_TASK BRIEF_
Please return every line below that contains the string "impl".

_SUPPLIED MATERIAL_
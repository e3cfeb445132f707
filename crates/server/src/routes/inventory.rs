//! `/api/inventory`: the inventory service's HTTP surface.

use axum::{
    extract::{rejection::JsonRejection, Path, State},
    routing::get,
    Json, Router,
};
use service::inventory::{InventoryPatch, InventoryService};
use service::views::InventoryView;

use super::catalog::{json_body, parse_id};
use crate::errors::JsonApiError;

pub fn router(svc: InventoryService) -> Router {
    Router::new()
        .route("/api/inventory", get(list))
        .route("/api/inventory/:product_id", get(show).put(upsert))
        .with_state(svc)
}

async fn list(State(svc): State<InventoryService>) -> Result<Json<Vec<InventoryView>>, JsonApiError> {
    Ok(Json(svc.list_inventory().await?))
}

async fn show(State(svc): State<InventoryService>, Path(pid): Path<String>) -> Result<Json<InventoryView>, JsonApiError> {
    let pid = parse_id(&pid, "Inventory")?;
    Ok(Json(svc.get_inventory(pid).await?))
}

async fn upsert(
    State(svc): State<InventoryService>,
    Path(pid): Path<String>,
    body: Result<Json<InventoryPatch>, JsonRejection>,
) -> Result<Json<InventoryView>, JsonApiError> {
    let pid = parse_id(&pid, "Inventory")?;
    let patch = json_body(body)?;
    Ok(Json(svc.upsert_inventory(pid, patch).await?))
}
--
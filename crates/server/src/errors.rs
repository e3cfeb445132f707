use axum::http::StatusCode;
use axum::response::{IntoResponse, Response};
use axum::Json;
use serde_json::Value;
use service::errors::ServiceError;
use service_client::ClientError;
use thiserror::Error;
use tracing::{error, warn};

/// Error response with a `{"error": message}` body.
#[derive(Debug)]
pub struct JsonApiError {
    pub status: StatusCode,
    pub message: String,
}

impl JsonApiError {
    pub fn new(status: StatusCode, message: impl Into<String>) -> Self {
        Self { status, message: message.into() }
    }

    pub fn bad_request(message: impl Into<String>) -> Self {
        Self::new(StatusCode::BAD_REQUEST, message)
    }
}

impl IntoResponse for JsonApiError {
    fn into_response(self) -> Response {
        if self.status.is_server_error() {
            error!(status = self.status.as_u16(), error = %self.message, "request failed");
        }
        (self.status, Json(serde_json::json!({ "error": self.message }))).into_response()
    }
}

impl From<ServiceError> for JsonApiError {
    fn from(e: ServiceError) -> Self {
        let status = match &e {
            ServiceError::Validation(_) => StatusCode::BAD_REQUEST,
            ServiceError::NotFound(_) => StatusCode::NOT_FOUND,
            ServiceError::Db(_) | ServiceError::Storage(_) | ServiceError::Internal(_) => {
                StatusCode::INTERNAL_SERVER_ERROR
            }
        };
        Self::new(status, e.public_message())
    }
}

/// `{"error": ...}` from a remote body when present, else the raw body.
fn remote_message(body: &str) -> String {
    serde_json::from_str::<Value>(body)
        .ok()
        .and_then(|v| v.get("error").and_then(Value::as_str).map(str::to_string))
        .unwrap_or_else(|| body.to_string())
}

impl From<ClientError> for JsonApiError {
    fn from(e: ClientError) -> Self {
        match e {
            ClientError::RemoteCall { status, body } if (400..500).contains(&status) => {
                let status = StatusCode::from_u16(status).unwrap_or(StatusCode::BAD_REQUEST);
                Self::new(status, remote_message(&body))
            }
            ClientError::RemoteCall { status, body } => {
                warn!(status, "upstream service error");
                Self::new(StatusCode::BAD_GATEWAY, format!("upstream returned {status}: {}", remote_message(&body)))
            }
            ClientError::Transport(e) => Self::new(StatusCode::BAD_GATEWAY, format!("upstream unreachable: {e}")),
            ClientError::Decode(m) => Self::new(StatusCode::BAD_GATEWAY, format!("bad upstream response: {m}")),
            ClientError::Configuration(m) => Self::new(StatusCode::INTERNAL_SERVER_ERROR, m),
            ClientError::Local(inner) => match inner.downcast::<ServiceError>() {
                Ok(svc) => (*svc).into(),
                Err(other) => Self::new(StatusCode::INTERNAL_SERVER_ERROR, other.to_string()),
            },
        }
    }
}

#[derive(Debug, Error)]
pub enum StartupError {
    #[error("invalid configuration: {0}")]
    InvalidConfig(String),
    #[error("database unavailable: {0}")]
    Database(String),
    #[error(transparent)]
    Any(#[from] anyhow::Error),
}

_WRITTEN RESPONSE_
impl JsonApiError {
    pub fn new(status: StatusCode, message: impl Into<String>) -> Self {
    pub fn bad_request(message: impl Into<String>) -> Self {
impl IntoResponse for JsonApiError {
impl From<ServiceError> for JsonApiError {
impl From<ClientError> for JsonApiError {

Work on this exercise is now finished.